■ **EXERCISE BRIEF**:
Say how many of the lines below contain the word "self"; nothing else belongs in the answer.

BEGIN RECORDS SHOWN

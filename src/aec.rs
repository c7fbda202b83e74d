use crate::bitreader::BitReader;
use crate::error::{Error, Result};
use tracing::trace;

const NUM_CONTEXTS: usize = 200;

const LG_PMPS_ADD: [i32; 4] = [197, 197, 95, 46];

#[derive(Clone, Copy, Debug)]
struct AecCtx {
    mps: i8,
    cyc_no: i8,
    lg_pmps: i16,
}

impl AecCtx {
    const RESET: AecCtx = AecCtx { mps: 0, cyc_no: 0, lg_pmps: 1023 };

    fn update(&mut self, bin_val: u8) {
        if bin_val as i8 != self.mps {
            let lg_pmps = self.lg_pmps as i32 + LG_PMPS_ADD[self.cyc_no as usize];
            if lg_pmps > 1023 {
                self.mps ^= 1;
                self.lg_pmps = (lg_pmps - 1024) as i16;
            } else {
                self.lg_pmps = lg_pmps as i16;
            }
            if self.cyc_no < 3 {
                self.cyc_no += 1;
            }
        } else {
            if self.cyc_no == 0 {
                self.cyc_no = 1;
            }
            let tmp = self.lg_pmps as i32 >> (2 + self.cyc_no as i32);
            self.lg_pmps -= (tmp + (tmp >> 2)) as i16;
        }
    }
}

fn msb_index_unzero(v: u32) -> u32 {
    debug_assert!(v != 0);
    31 - v.leading_zeros()
}

/// Binary arithmetic decoder ("AEC"): wraps a [`BitReader`] with the
/// carry-propagating range-coder state and its 200 probability contexts.
pub struct AecReader<'a> {
    bits: BitReader<'a>,
    r_s1: i32,
    r_t1: i32,
    value_s: i32,
    value_t: i32,
    ctx: [AecCtx; NUM_CONTEXTS],
}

END RECORDS SHOWN

■ **ANSWER BOX**:
12